In evaluating power loss scenarios, it is important to consider the effects of power losses on a single electrical bus, and the capabilities of the remaining buses to carry the electrical loads. (Threat Category: Lack of System Isolation/Segregation)
- One of the scenarios that may have led to this accident was the sudden loss of the number 1 electrical generator when its engine was shut down, and the transfer of electrical load to the number 2 generator, which would have become overloaded, and dropped offline (cascading failure). An automatic transfer to standby power did not occur, leaving the airplane with no electrical power from any source.
Common Theme Related Lessons:
Warning, or crew alerting system integrity needs to be sufficiently reliable so that false indications are very rare events. The high rate of false warnings, and the high rate of unnecessary actions which result, adds additional risks to safety of operation. (Common Theme: Unintended effects)
- During the time of this accident, false engine fire warnings were very common occurrences on many engine installations. The evidence in this accident suggested that the engine fire warning was false.
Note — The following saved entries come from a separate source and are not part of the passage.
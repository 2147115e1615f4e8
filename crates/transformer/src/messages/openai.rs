//! OpenAI-family wire shapes: Chat Completions, Embeddings, Images, Rerank.
//!
//! The unified model adopted this family's unions ([`Stop`], [`ToolChoice`],
//! [`MessageContent`], [`EmbeddingInput`]) verbatim, so those types are
//! shared rather than mirrored here.

use serde::{Deserialize, Serialize};
use serde_json::Value;

use super::unified::{
    Annotation, EmbeddingInput, EmbeddingVector, MessageContent, Role, Stop, StreamOptions, Tool,
    ToolCall, ToolChoice, Usage,
};

/// `POST /chat/completions` request body.
#[derive(Debug, Clone, Default, Serialize, Deserialize)]
pub struct ChatCompletionRequest {
    pub model: String,
    pub messages: Vec<ChatMessage>,
    #[serde(skip_serializing_if = "Option::is_none")]
    pub max_tokens: Option<u32>,
    #[serde(skip_serializing_if = "Option::is_none")]
    pub max_completion_tokens: Option<u32>,
    #[serde(skip_serializing_if = "Option::is_none")]
    pub temperature: Option<f32>,
    #[serde(skip_serializing_if = "Option::is_none")]
    pub top_p: Option<f32>,
    #[serde(skip_serializing_if = "Option::is_none")]
    pub presence_penalty: Option<f32>,
    #[serde(skip_serializing_if = "Option::is_none")]
    pub frequency_penalty: Option<f32>,
    #[serde(skip_serializing_if = "Option::is_none")]
    pub seed: Option<i64>,
    #[serde(skip_serializing_if = "Option::is_none")]
    pub stop: Option<Stop>,
    #[serde(skip_serializing_if = "Option::is_none")]
    pub stream: Option<bool>,
    #[serde(skip_serializing_if = "Option::is_none")]
    pub stream_options: Option<StreamOptions>,
    #[serde(skip_serializing_if = "Option::is_none")]
    pub modalities: Option<Vec<String>>,
    #[serde(skip_serializing_if = "Option::is_none")]
    pub tools: Option<Vec<Tool>>,
    #[serde(skip_serializing_if = "Option::is_none")]
    pub tool_choice: Option<ToolChoice>,
    #[serde(skip_serializing_if = "Option::is_none")]
    pub parallel_tool_calls: Option<bool>,
    #[serde(skip_serializing_if = "Option::is_none")]
    pub reasoning_effort: Option<String>,
    #[serde(skip_serializing_if = "Option::is_none")]
    pub user: Option<String>,
    /// Provider escape hatch; forwarded opaquely.
    #[serde(skip_serializing_if = "Option::is_none")]
    pub extra_body: Option<Value>,
}

/// One wire message.
#[derive(Debug, Clone, Serialize, Deserialize)]
pub struct ChatMessage {
    pub role: Role,
    #[serde(skip_serializing_if = "Option::is_none")]
    pub content: Option<MessageContent>,
    #[serde(skip_serializing_if = "Option::is_none")]
    pub tool_calls: Option<Vec<ToolCall>>,
    #[serde(skip_serializing_if = "Option::is_none")]
    pub tool_call_id: Option<String>,
    /// Participant name; doubles as the function name on tool results.
    #[serde(skip_serializing_if = "Option::is_none")]
    pub name: Option<String>,
    /// Reasoning text, as emitted by reasoning-capable backends.
    #[serde(skip_serializing_if = "Option::is_none")]
    pub reasoning_content: Option<String>,
    #[serde(skip_serializing_if = "Option::is_none")]
    pub reasoning_signature: Option<String>,
    #[serde(skip_serializing_if = "Option::is_none")]
    pub redacted_reasoning_content: Option<String>,
    #[serde(skip_serializing_if = "Option::is_none")]
    pub refusal: Option<String>,
    #[serde(skip_serializing_if = "Option::is_none")]
    pub annotations: Option<Vec<Annotation>>,
}

impl ChatMessage {
    /// A plain-text message.
    pub fn text(role: Role, text: impl Into<String>) -> Self {
        Self {
            role,
            content: Some(MessageContent::Text(text.into())),
            tool_calls: None,
            tool_call_id: None,
            name: None,
            reasoning_content: None,
            reasoning_signature: None,
            redacted_reasoning_content: None,
            refusal: None,
            annotations: None,
        }
    }
}

/// `POST /chat/completions` unary response body.
#[derive(Debug, Clone, Default, Serialize, Deserialize)]
pub struct ChatCompletionResponse {
    pub id: String,
    /// Always `chat.completion`.
    pub object: String,
    pub created: u64,
    pub model: String,
    #[serde(skip_serializing_if = "Option::is_none")]
    pub system_fingerprint: Option<String>,
    pub choices: Vec<ChatChoice>,
    #[serde(skip_serializing_if = "Option::is_none")]
    pub usage: Option<Usage>,
}

/// One unary candidate.
#[derive(Debug, Clone, Serialize, Deserialize)]
pub struct ChatChoice {
    pub index: u32,
    pub message: ChatMessage,
    pub finish_reason: Option<String>,
}

/// One streamed chunk.
#[derive(Debug, Clone, Default, Serialize, Deserialize)]
pub struct ChatCompletionChunk {
    pub id: String,
    /// Always `chat.completion.chunk`.
    pub object: String,
    pub created: u64,
    pub model: String,
    #[serde(skip_serializing_if = "Option::is_none")]
    pub system_fingerprint: Option<String>,
    #[serde(default)]
    pub choices: Vec<ChunkChoice>,
    #[serde(skip_serializing_if = "Option::is_none")]
    pub usage: Option<Usage>,
}

/// One streamed candidate update.
#[derive(Debug, Clone, Default, Serialize, Deserialize)]
pub struct ChunkChoice {
    pub index: u32,
    #[serde(default)]
    pub delta: ChatDelta,
    /// Some backends interleave a whole message mid-stream (e.g. for
    /// annotations); absorbed by the aggregator.
    #[serde(skip_serializing_if = "Option::is_none")]
    pub message: Option<ChatMessage>,
    pub finish_reason: Option<String>,
}

/// Incremental message fields of a chunk.
#[derive(Debug, Clone, Default, Serialize, Deserialize)]
pub struct ChatDelta {
    #[serde(skip_serializing_if = "Option::is_none")]
    pub role: Option<Role>,
    #[serde(skip_serializing_if = "Option::is_none")]
    pub content: Option<String>,
    #[serde(skip_serializing_if = "Option::is_none")]
    pub reasoning_content: Option<String>,
    #[serde(skip_serializing_if = "Option::is_none")]
    pub tool_calls: Option<Vec<DeltaToolCall>>,
    #[serde(skip_serializing_if = "Option::is_none")]
    pub refusal: Option<String>,
    #[serde(skip_serializing_if = "Option::is_none")]
    pub annotations: Option<Vec<Annotation>>,
}

/// Incremental tool call: the first fragment carries id and name, later
/// fragments append to `arguments`. Correlated by `index`.
#[derive(Debug, Clone, Default, Serialize, Deserialize)]
pub struct DeltaToolCall {
    pub index: u32,
    #[serde(skip_serializing_if = "Option::is_none")]
    pub id: Option<String>,
    #[serde(rename = "type", skip_serializing_if = "Option::is_none")]
    pub kind: Option<String>,
    #[serde(skip_serializing_if = "Option::is_none")]
    pub function: Option<DeltaFunction>,
}

/// Function fragment of a streamed tool call.
#[derive(Debug, Clone, Default, Serialize, Deserialize)]
pub struct DeltaFunction {
    #[serde(skip_serializing_if = "Option::is_none")]
    pub name: Option<String>,
    #[serde(skip_serializing_if = "Option::is_none")]
    pub arguments: Option<String>,
}

/// `POST /embeddings` request body.
#[derive(Debug, Clone, Serialize, Deserialize)]
pub struct EmbeddingsRequest {
    pub model: String,
    pub input: EmbeddingInput,
    #[serde(skip_serializing_if = "Option::is_none")]
    pub encoding_format: Option<String>,
    #[serde(skip_serializing_if = "Option::is_none")]
    pub dimensions: Option<u32>,
    #[serde(skip_serializing_if = "Option::is_none")]
    pub user: Option<String>,
}

/// `POST /embeddings` response body.
#[derive(Debug, Clone, Default, Serialize, Deserialize)]
pub struct EmbeddingsResponse {
    /// Always `list`.
    pub object: String,
    pub data: Vec<EmbeddingObject>,
    pub model: String,
    #[serde(skip_serializing_if = "Option::is_none")]
    pub usage: Option<Usage>,
}

/// One embedding in the response list.
#[derive(Debug, Clone, Serialize, Deserialize)]
pub struct EmbeddingObject {
    /// Always `embedding`.
    pub object: String,
    pub index: u32,
    pub embedding: EmbeddingVector,
}

/// `POST /images/generations` request body.
#[derive(Debug, Clone, Default, Serialize, Deserialize)]
pub struct ImagesRequest {
    pub prompt: String,
    #[serde(skip_serializing_if = "Option::is_none")]
    pub model: Option<String>,
    #[serde(skip_serializing_if = "Option::is_none")]
    pub n: Option<u32>,
    #[serde(skip_serializing_if = "Option::is_none")]
    pub size: Option<String>,
    #[serde(skip_serializing_if = "Option::is_none")]
    pub quality: Option<String>,
    #[serde(skip_serializing_if = "Option::is_none")]
    pub style: Option<String>,
    #[serde(skip_serializing_if = "Option::is_none")]
    pub background: Option<String>,
    #[serde(skip_serializing_if = "Option::is_none")]
    pub moderation: Option<String>,
    #[serde(skip_serializing_if = "Option::is_none")]
    pub output_format: Option<String>,
    #[serde(skip_serializing_if = "Option::is_none")]
    pub output_compression: Option<u32>,
    #[serde(skip_serializing_if = "Option::is_none")]
    pub partial_images: Option<u32>,
    #[serde(skip_serializing_if = "Option::is_none")]
    pub response_format: Option<String>,
    #[serde(skip_serializing_if = "Option::is_none")]
    pub input_fidelity: Option<String>,
    #[serde(skip_serializing_if = "Option::is_none")]
    pub user: Option<String>,
}

/// Response body shared by all three image endpoints.
#[derive(Debug, Clone, Default, Serialize, Deserialize)]
pub struct ImagesResponse {
    pub created: u64,
    pub data: Vec<ImageObject>,
    #[serde(skip_serializing_if = "Option::is_none")]
    pub usage: Option<Usage>,
}

/// One generated image.
#[derive(Debug, Clone, Default, Serialize, Deserialize)]
pub struct ImageObject {
    #[serde(skip_serializing_if = "Option::is_none")]
    pub b64_json: Option<String>,
    #[serde(skip_serializing_if = "Option::is_none")]
    pub url: Option<String>,
    #[serde(skip_serializing_if = "Option::is_none")]
    pub revised_prompt: Option<String>,
}

/// `POST /rerank` request body.
#[derive(Debug, Clone, Default, Serialize, Deserialize)]
pub struct RerankRequest {
    pub model: String,
    pub query: String,
    pub documents: Vec<String>,
    #[serde(skip_serializing_if = "Option::is_none")]
    pub top_n: Option<u32>,
    #[serde(skip_serializing_if = "Option::is_none")]
    pub return_documents: Option<bool>,
}

/// `POST /rerank` response body.
#[derive(Debug, Clone, Default, Serialize, Deserialize)]
pub struct RerankResponse {
    pub results: Vec<RerankResultObject>,
    #[serde(skip_serializing_if = "Option::is_none")]
    pub usage: Option<Usage>,
}

/// One rerank result.
#[derive(Debug, Clone, Serialize, Deserialize)]
pub struct RerankResultObject {
    pub index: u32,
    pub relevance_score: f64,
    #[serde(skip_serializing_if = "Option::is_none")]
    pub document: Option<RerankDocument>,
}

/// Echoed rerank document.
#[derive(Debug, Clone, Serialize, Deserialize)]
pub struct RerankDocument {
    pub text: String,
}

/// The `{"error": {...}}` envelope.
#[derive(Debug, Clone, Serialize, Deserialize)]
pub struct ErrorResponse {
    pub error: ErrorDetails,
}

/// Error payload.
#[derive(Debug, Clone, Serialize, Deserialize)]
pub struct ErrorDetails {
    pub message: String,
    #[serde(rename = "type")]
    pub kind: String,
    #[serde(skip_serializing_if = "Option::is_none")]
    pub code: Option<ErrorCode>,
    #[serde(skip_serializing_if = "Option::is_none")]
    pub param: Option<String>,
}

/// Error codes appear as strings or numbers depending on the backend.
#[derive(Debug, Clone, PartialEq, Serialize, Deserialize)]
#[serde(untagged)]
pub enum ErrorCode {
    Number(i64),
    String(String),
}

impl std::fmt::Display for ErrorCode {
    fn fmt(&self, f: &mut std::fmt::Formatter<'_>) -> std::fmt::Result {
        match self {
            Self::Number(n) => write!(f, "{n}"),
            Self::String(s) => f.write_str(s),
        }
    }
}

#[cfg(test)]
mod tests {
    use serde_json::json;

    use super::*;

    #[test]
    fn request_accepts_string_and_part_content() {
        let request: ChatCompletionRequest = serde_json::from_value(json!({
            "model": "gpt-4o",
            "messages": [
                {"role": "user", "content": "Hello"},
                {"role": "user", "content": [
                    {"type": "text", "text": "What is this?"},
                    {"type": "image_url", "image_url": {"url": "https://example.com/cat.png"}}
                ]}
            ]
        }))
        .unwrap();

        assert!(matches!(
            request.messages[0].content,
            Some(MessageContent::Text(_))
        ));
        assert!(matches!(
            request.messages[1].content,
            Some(MessageContent::Parts(ref parts)) if parts.len() == 2
        ));
    }

    #[test]
    fn chunk_round_trips_tool_call_fragments() {
        let json = json!({
            "id": "chatcmpl-1",
            "object": "chat.completion.chunk",
            "created": 1,
            "model": "gpt-4o",
            "choices": [{
                "index": 0,
                "delta": {
                    "tool_calls": [{
                        "index": 0,
                        "id": "call_1",
                        "type": "function",
                        "function": {"name": "f", "arguments": "{\"a\":"}
                    }]
                },
                "finish_reason": null
            }]
        });

        let chunk: ChatCompletionChunk = serde_json::from_value(json.clone()).unwrap();
        let calls = chunk.choices[0].delta.tool_calls.as_ref().unwrap();
        assert_eq!(calls[0].id.as_deref(), Some("call_1"));
        assert_eq!(
            calls[0].function.as_ref().unwrap().arguments.as_deref(),
            Some("{\"a\":")
        );
    }

    #[test]
    fn error_code_accepts_both_wire_types() {
        let details: ErrorDetails = serde_json::from_value(json!({
            "message": "bad", "type": "invalid_request_error", "code": 400
        }))
        .unwrap();
        assert_eq!(details.code.unwrap().to_string(), "400");

        let details: ErrorDetails = serde_json::from_value(json!({
            "message": "bad", "type": "invalid_request_error", "code": "model_not_found"
        }))
        .unwrap();
        assert_eq!(details.code.unwrap().to_string(), "model_not_found");
    }
}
Although the warning itself may not have posed a particular hazard to safety of flight, the high rate of occurrence carries with it additional risks which result from the repeated exposure to the resulting actions of the warnings. Some of these additional risks include:
- Flight crews failing to take appropriate actions because they expect the warning to be false, since that has always been their experience.
- Actions as a result of the warning, such as shutting the engine down, and executing an in-flight diversion to an alternate airport, possibly in bad weather and in unfamiliar conditions.
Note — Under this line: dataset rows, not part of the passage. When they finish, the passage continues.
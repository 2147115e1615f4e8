//! The adapter surface every dialect implements.
//!
//! Each dialect provides two adapters. The [`Inbound`] side faces callers: it
//! parses their wire shape into the unified model and renders unified results
//! (unary, streamed, or errors) back into that shape. The [`Outbound`] side
//! faces upstream providers: it serializes unified requests into provider
//! HTTP requests and parses provider responses and SSE streams back.
//!
//! Consumers select adapters by [`ApiFormat`] tag, never by downcasting.

use async_trait::async_trait;
use futures::stream::BoxStream;

use crate::aggregate::ResponseMeta;
use crate::error::{Error, Result};
use crate::http::{EventStream, HttpError, HttpRequest, HttpResponse, RawRequest};
use crate::messages::unified;

pub mod anthropic;
pub mod gemini;
pub mod openai;

pub use unified::ApiFormat;

/// Stream of unified responses (chunks) with a terminal error channel.
pub type ResponseStream = BoxStream<'static, Result<unified::Response>>;

/// Stream of caller-facing SSE frames, ready to write to the socket.
pub type SseFrameStream = BoxStream<'static, Result<String>>;

/// Caller-facing adapter for one dialect.
#[async_trait]
pub trait Inbound: Send + Sync {
    /// The dialect this adapter speaks.
    fn api_format(&self) -> ApiFormat;

    /// Parse a caller's HTTP request into a unified request.
    ///
    /// Validation failures surface here, before any I/O.
    async fn transform_request(&self, request: RawRequest) -> Result<unified::Request>;

    /// Render a unified response into the caller's wire shape.
    fn transform_response(&self, response: unified::Response) -> Result<HttpResponse>;

    /// Lazily map a unified chunk stream into caller-facing SSE frames.
    fn transform_stream(&self, stream: ResponseStream) -> SseFrameStream;

    /// Fold the caller-facing chunk payloads into a synthetic unary body,
    /// for bookkeeping paths that log or bill a completed stream.
    fn aggregate_stream_chunks(&self, chunks: &[String]) -> Result<(Vec<u8>, ResponseMeta)>;

    /// Render an error into the caller's native error envelope. Total: every
    /// error maps to a response.
    fn transform_error(&self, error: &Error) -> HttpResponse;
}

/// Provider-facing adapter for one dialect.
#[async_trait]
pub trait Outbound: Send + Sync {
    /// The dialect this adapter speaks.
    fn api_format(&self) -> ApiFormat;

    /// Serialize a unified request into an upstream HTTP request, including
    /// endpoint selection and auth. Async because the API key provider is
    /// consulted per request.
    async fn transform_request(&self, request: unified::Request) -> Result<HttpRequest>;

    /// Parse an upstream response into a unified response. The request's
    /// metadata bag (echoed on the response) selects the sub-path parser.
    fn transform_response(&self, response: HttpResponse) -> Result<unified::Response>;

    /// Lazily map an upstream SSE stream into unified chunks. Per-stream
    /// state (e.g. a synthesized tool-call index) lives in the mapping
    /// closure; the stream has exactly one consumer.
    fn transform_stream(&self, stream: EventStream) -> ResponseStream;

    /// Fold upstream chunk payloads into a synthetic unary body in this
    /// dialect's wire shape, for callers that asked for a non-streaming
    /// response over a streaming-only upstream.
    fn aggregate_stream_chunks(&self, chunks: &[String]) -> Result<(Vec<u8>, ResponseMeta)>;

    /// Map an upstream HTTP error into the taxonomy, parsing this dialect's
    /// native error shape when possible. Total: never fails.
    fn transform_error(&self, error: HttpError) -> Error;
}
- Reactions to the warning, combined with other failures or conditions (such as dispatching in an MEL configuration, as was the case in this accident), can combine to form a hazardous situation.
- Compounded risks by including human error, as in the case of the crew failing to complete the MEL actions prior to the false warning, or by improper reaction to the warning itself (e.g. shutting the wrong engine down, etc.).
Controls or switches that must be employed during accomplishment of emergency procedures, where the opportunity for human error is increased, must be arranged and configured to reduce the risk of crew error in their selection. (Common Theme: Human Error)
- On this airplane, the battery and galley power switches were located next to each other and were of a similar design. Further, the design was such that the switches were not positively locked in position and could be moved inadvertently. It was deemed possible that the flight engineer could have inadvertently deactivated battery power rather than actually deactivating galley power in preparation for takeoff. Dependence on manual switching of standby information and electrical power source may not be adequate on large transport category airplanes.
- Procedures for accommodating a generator failure required certain manual operations to attain a proper electrical configuration and load. Further, requiring the manual shutdown of certain electrical loads prior to takeoff (in particular, galley power, which was located next to the battery switch and was of a similar switch type) could have resulted in galley power inadvertently having been left on and/or battery power inadvertently having been shut off.
Failure to adhere to MEL procedures substantially increases the risk to safe operation when exposed to a subsequent failure or condition. (Common Theme: Human Error)
- The MEL dispatch configuration had certain associated requirements related to takeoff electrical loads (dispatch with galley power off). Inadvertent activation of loads that were required to be off could have caused a generator overload and failure of all electrical power.